Saved data entries:
□ □ □ □ □
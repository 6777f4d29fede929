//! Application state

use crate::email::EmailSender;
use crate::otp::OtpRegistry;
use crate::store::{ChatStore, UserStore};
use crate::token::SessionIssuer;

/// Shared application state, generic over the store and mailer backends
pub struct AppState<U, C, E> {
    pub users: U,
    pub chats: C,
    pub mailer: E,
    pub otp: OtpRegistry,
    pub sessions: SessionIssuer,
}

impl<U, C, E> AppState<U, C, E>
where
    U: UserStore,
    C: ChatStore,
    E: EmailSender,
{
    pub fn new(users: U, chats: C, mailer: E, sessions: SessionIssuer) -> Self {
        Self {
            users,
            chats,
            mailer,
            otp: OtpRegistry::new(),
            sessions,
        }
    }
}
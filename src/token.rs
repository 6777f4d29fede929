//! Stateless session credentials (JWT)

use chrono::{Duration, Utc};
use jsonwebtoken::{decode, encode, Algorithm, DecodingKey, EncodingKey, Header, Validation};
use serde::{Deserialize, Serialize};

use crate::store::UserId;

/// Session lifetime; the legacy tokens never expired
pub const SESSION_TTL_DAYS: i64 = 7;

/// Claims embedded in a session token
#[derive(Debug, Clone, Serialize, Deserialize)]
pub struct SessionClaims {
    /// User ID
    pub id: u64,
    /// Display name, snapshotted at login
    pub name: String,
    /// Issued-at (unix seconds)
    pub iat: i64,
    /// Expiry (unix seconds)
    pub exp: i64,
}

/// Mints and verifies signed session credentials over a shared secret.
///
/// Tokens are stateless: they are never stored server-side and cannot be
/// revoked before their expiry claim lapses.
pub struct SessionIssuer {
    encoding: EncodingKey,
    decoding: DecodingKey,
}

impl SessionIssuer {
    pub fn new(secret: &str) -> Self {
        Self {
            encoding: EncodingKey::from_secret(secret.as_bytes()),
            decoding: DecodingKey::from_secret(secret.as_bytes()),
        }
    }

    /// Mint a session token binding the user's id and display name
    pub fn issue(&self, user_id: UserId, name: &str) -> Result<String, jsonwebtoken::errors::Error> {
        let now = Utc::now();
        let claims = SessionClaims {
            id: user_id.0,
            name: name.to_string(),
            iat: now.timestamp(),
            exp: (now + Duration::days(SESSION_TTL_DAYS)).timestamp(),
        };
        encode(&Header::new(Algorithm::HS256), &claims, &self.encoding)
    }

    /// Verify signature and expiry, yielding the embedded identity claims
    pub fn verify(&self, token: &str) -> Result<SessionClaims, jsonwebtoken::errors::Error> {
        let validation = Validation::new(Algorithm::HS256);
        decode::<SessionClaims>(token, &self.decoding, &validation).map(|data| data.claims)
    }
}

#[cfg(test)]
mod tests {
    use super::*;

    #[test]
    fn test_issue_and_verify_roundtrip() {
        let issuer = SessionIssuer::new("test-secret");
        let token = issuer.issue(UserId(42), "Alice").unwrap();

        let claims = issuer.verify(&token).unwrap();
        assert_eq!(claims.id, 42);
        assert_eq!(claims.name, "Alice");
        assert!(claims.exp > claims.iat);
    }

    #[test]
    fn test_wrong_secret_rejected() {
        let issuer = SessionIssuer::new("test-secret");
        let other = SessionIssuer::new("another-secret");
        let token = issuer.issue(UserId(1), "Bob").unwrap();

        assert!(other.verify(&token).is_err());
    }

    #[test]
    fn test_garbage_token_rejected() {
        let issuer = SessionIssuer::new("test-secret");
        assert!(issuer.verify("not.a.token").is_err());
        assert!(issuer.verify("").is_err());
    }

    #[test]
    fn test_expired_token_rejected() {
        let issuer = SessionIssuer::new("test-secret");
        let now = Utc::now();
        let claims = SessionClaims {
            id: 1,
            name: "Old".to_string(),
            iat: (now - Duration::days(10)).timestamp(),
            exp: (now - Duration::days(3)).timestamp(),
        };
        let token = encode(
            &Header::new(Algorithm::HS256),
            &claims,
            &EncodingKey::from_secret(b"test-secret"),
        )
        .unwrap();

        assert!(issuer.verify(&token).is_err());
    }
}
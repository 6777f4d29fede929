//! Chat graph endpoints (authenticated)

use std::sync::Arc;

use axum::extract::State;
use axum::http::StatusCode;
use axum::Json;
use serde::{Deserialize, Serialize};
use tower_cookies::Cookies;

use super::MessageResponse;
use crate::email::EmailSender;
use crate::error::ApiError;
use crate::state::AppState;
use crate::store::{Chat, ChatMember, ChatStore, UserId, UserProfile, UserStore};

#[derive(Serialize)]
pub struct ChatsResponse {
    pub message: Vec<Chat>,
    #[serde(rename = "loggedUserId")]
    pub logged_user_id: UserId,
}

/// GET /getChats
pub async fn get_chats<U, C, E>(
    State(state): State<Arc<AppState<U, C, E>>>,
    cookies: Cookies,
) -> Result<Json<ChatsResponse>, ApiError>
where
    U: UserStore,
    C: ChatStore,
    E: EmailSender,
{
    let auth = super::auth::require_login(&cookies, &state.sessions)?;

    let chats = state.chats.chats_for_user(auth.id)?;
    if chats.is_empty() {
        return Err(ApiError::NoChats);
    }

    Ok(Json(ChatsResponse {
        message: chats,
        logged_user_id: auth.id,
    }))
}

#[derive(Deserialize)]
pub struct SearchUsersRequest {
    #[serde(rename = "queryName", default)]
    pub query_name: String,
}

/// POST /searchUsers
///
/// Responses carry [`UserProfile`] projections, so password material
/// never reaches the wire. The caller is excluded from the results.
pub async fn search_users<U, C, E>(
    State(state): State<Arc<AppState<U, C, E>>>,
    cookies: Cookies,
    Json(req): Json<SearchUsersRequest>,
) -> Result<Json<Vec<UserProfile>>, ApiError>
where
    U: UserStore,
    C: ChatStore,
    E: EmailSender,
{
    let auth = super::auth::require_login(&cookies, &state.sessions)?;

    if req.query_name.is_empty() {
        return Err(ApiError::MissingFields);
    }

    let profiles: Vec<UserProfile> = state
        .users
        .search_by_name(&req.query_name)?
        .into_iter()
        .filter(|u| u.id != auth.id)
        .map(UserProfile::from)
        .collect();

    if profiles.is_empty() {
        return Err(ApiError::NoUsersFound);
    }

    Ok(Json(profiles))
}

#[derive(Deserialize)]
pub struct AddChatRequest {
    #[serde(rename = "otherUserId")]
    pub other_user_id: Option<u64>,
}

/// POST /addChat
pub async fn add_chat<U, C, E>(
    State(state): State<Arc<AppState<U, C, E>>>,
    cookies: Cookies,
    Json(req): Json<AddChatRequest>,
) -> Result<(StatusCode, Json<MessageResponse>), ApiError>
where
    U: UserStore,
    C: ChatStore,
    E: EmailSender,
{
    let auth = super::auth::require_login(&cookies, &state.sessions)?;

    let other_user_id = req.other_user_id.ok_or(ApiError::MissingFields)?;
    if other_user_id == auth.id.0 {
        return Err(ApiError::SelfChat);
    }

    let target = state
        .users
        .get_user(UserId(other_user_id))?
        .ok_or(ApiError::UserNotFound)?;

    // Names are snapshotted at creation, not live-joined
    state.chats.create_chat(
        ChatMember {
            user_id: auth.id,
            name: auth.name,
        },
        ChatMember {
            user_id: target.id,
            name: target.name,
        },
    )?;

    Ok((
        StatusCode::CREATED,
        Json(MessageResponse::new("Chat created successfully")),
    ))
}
□ □ □ □ □
- _WHAT TO PRODUCE_:
Restate every line of the data word for word.

- _EXERCISE RESULT_:
repository 6777f4d29fede929
//! Application state

use crate::email::EmailSender;
use crate::otp::OtpRegistry;
use crate::store::{ChatStore, UserStore};
use crate::token::SessionIssuer;

/// Shared application state, generic over the store and mailer backends
pub struct AppState<U, C, E> {
    pub users: U,
    pub chats: C,
    pub mailer: E,
    pub otp: OtpRegistry,
    pub sessions: SessionIssuer,
}

impl<U, C, E> AppState<U, C, E>
where
    U: UserStore,
    C: ChatStore,
    E: EmailSender,
{
    pub fn new(users: U, chats: C, mailer: E, sessions: SessionIssuer) -> Self {
        Self {
            users,
            chats,
            mailer,
            otp: OtpRegistry::new(),
            sessions,
        }
    }
}
filename src/token.rs
repository 6777f4d29fede929
//! Stateless session credentials (JWT)

use chrono::{Duration, Utc};
use jsonwebtoken::{decode, encode, Algorithm, DecodingKey, EncodingKey, Header, Validation};
use serde::{Deserialize, Serialize};

use crate::store::UserId;

/// Session lifetime; the legacy tokens never expired
pub const SESSION_TTL_DAYS: i64 = 7;

/// Claims embedded in a session token
#[derive(Debug, Clone, Serialize, Deserialize)]
pub struct SessionClaims {
    /// User ID
    pub id: u64,
    /// Display name, snapshotted at login
    pub name: String,
    /// Issued-at (unix seconds)
    pub iat: i64,
    /// Expiry (unix seconds)
    pub exp: i64,
}

/// Mints and verifies signed session credentials over a shared secret.
///
/// Tokens are stateless: they are never stored server-side and cannot be
/// revoked before their expiry claim lapses.
pub struct SessionIssuer {
    encoding: EncodingKey,
    decoding: DecodingKey,
}

impl SessionIssuer {
    pub fn new(secret: &str) -> Self {
        Self {
            encoding: EncodingKey::from_secret(secret.as_bytes()),
            decoding: DecodingKey::from_secret(secret.as_bytes()),
        }
    }

    /// Mint a session token binding the user's id and display name
    pub fn issue(&self, user_id: UserId, name: &str) -> Result<String, jsonwebtoken::errors::Error> {
        let now = Utc::now();
        let claims = SessionClaims {
            id: user_id.0,
            name: name.to_string(),
            iat: now.timestamp(),
            exp: (now + Duration::days(SESSION_TTL_DAYS)).timestamp(),
        };
        encode(&Header::new(Algorithm::HS256), &claims, &self.encoding)
    }

    /// Verify signature and expiry, yielding the embedded identity claims
    pub fn verify(&self, token: &str) -> Result<SessionClaims, jsonwebtoken::errors::Error> {
        let validation = Validation::new(Algorithm::HS256);
        decode::<SessionClaims>(token, &self.decoding, &validation).map(|data| data.claims)
    }
}

#[cfg(test)]
mod tests {
    use super::*;

    #[test]
    fn test_issue_and_verify_roundtrip() {
        let issuer = SessionIssuer::new("test-secret");
        let token = issuer.issue(UserId(42), "Alice").unwrap();

        let claims = issuer.verify(&token).unwrap();
        assert_eq!(claims.id, 42);
        assert_eq!(claims.name, "Alice");
        assert!(claims.exp > claims.iat);
    }

    #[test]
    fn test_wrong_secret_rejected() {
        let issuer = SessionIssuer::new("test-secret");
        let other = SessionIssuer::new("another-secret");
        let token = issuer.issue(UserId(1), "Bob").unwrap();

        assert!(other.verify(&token).is_err());
    }

    #[test]
    fn test_garbage_token_rejected() {
        let issuer = SessionIssuer::new("test-secret");
        assert!(issuer.verify("not.a.token").is_err());
        assert!(issuer.verify("").is_err());
    }

    #[test]
    fn test_expired_token_rejected() {
        let issuer = SessionIssuer::new("test-secret");
        let now = Utc::now();
        let claims = SessionClaims {
            id: 1,
            name: "Old".to_string(),
            iat: (now - Duration::days(10)).timestamp(),
            exp: (now - Duration::days(3)).timestamp(),
        };
        let token = encode(
            &Header::new(Algorithm::HS256),
            &claims,
            &EncodingKey::from_secret(b"test-secret"),
        )
        .unwrap();

        assert!(issuer.verify(&token).is_err());
    }
}
repository 6777f4d29fede929
//! Chat graph endpoints (authenticated)

use std::sync::Arc;

use axum::extract::State;
use axum::http::StatusCode;
use axum::Json;
use serde::{Deserialize, Serialize};
use tower_cookies::Cookies;

use super::MessageResponse;
use crate::email::EmailSender;
use crate::error::ApiError;
use crate::state::AppState;
use crate::store::{Chat, ChatMember, ChatStore, UserId, UserProfile, UserStore};

#[derive(Serialize)]
pub struct ChatsResponse {
    pub message: Vec<Chat>,
    #[serde(rename = "loggedUserId")]
    pub logged_user_id: UserId,
}

/// GET /getChats
pub async fn get_chats<U, C, E>(
    State(state): State<Arc<AppState<U, C, E>>>,
    cookies: Cookies,
) -> Result<Json<ChatsResponse>, ApiError>
where
    U: UserStore,
    C: ChatStore,
    E: EmailSender,
{
    let auth = super::auth::require_login(&cookies, &state.sessions)?;

    let chats = state.chats.chats_for_user(auth.id)?;
    if chats.is_empty() {
        return Err(ApiError::NoChats);
    }

    Ok(Json(ChatsResponse {
        message: chats,
        logged_user_id: auth.id,
    }))
}

#[derive(Deserialize)]
pub struct SearchUsersRequest {
    #[serde(rename = "queryName", default)]
    pub query_name: String,
}

/// POST /searchUsers
///
/// Responses carry [`UserProfile`] projections, so password material
/// never reaches the wire. The caller is excluded from the results.
pub async fn search_users<U, C, E>(
    State(state): State<Arc<AppState<U, C, E>>>,
    cookies: Cookies,
    Json(req): Json<SearchUsersRequest>,
) -> Result<Json<Vec<UserProfile>>, ApiError>
where
    U: UserStore,
    C: ChatStore,
    E: EmailSender,
{
    let auth = super::auth::require_login(&cookies, &state.sessions)?;

    if req.query_name.is_empty() {
        return Err(ApiError::MissingFields);
    }

    let profiles: Vec<UserProfile> = state
        .users
        .search_by_name(&req.query_name)?
        .into_iter()
        .filter(|u| u.id != auth.id)
        .map(UserProfile::from)
        .collect();

    if profiles.is_empty() {
        return Err(ApiError::NoUsersFound);
    }

    Ok(Json(profiles))
}

#[derive(Deserialize)]
pub struct AddChatRequest {
    #[serde(rename = "otherUserId")]
    pub other_user_id: Option<u64>,
}

/// POST /addChat
pub async fn add_chat<U, C, E>(
    State(state): State<Arc<AppState<U, C, E>>>,
    cookies: Cookies,
    Json(req): Json<AddChatRequest>,
) -> Result<(StatusCode, Json<MessageResponse>), ApiError>
where
    U: UserStore,
    C: ChatStore,
    E: EmailSender,
{
    let auth = super::auth::require_login(&cookies, &state.sessions)?;

    let other_user_id = req.other_user_id.ok_or(ApiError::MissingFields)?;
    if other_user_id == auth.id.0 {
        return Err(ApiError::SelfChat);
    }

    let target = state
        .users
        .get_user(UserId(other_user_id))?
        .ok_or(ApiError::UserNotFound)?;

    // Names are snapshotted at creation, not live-joined
    state.chats.create_chat(
        ChatMember {
            user_id: auth.id,
            name: auth.name,
        },
        ChatMember {
            user_id: target.id,
            name: target.name,
        },
    )?;

    Ok((
        StatusCode::CREATED,
        Json(MessageResponse::new("Chat created successfully")),
    ))
}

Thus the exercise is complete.